DATA SECTION =>

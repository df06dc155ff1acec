//! # Convolutional Code Simulation
//!
//! Noisy-channel transmission and bit-error-rate measurement for codes built
//! with `convcode-core`. Only the core's public encoder/decoder contract is
//! used.
//!
//! ## Example
//!
//! ```rust
//! use convcode_core::{CodeConfig, ConvolutionalEncoder};
//! use convcode_sim::{Simulator, SweepConfig};
//!
//! let encoder = ConvolutionalEncoder::new(CodeConfig::simple_k3()).unwrap();
//! let sim = Simulator::new(encoder);
//!
//! let curve = sim
//!     .simulate_ber(&SweepConfig {
//!         block_length: 32,
//!         snr_db: vec![0.0, 4.0],
//!         num_blocks: 4,
//!         seed: 7,
//!         ..Default::default()
//!     })
//!     .unwrap();
//! assert_eq!(curve.points.len(), 2);
//! ```

pub mod ber;
pub mod channel;
pub mod error;
pub mod simulator;

pub use ber::{BerCounter, BerCurve, BerPoint};
pub use channel::{bpsk_modulate, hard_slice, Channel, ChannelConfig, ChannelModel};
pub use error::{SimError, SimResult};
pub use simulator::{Received, Simulator, SweepConfig, TransmissionReport};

WORK ORDER =>
Write out every record above, word for word.

ANSWER SECTION =>
repository df06dc155ff1acec
//! # Convolutional Code Simulation
//!
//! Noisy-channel transmission and bit-error-rate measurement for codes built
//! with `convcode-core`. Only the core's public encoder/decoder contract is
//! used.
//!
//! ## Example
//!
//! ```rust
//! use convcode_core::{CodeConfig, ConvolutionalEncoder};
//! use convcode_sim::{Simulator, SweepConfig};
//!
//! let encoder = ConvolutionalEncoder::new(CodeConfig::simple_k3()).unwrap();
//! let sim = Simulator::new(encoder);
//!
//! let curve = sim
//!     .simulate_ber(&SweepConfig {
//!         block_length: 32,
//!         snr_db: vec![0.0, 4.0],
//!         num_blocks: 4,
//!         seed: 7,
//!         ..Default::default()
//!     })
//!     .unwrap();
//! assert_eq!(curve.points.len(), 2);
//! ```

pub mod ber;
pub mod channel;
pub mod error;
pub mod simulator;

pub use ber::{BerCounter, BerCurve, BerPoint};
pub use channel::{bpsk_modulate, hard_slice, Channel, ChannelConfig, ChannelModel};
pub use error::{SimError, SimResult};
pub use simulator::{Received, Simulator, SweepConfig, TransmissionReport};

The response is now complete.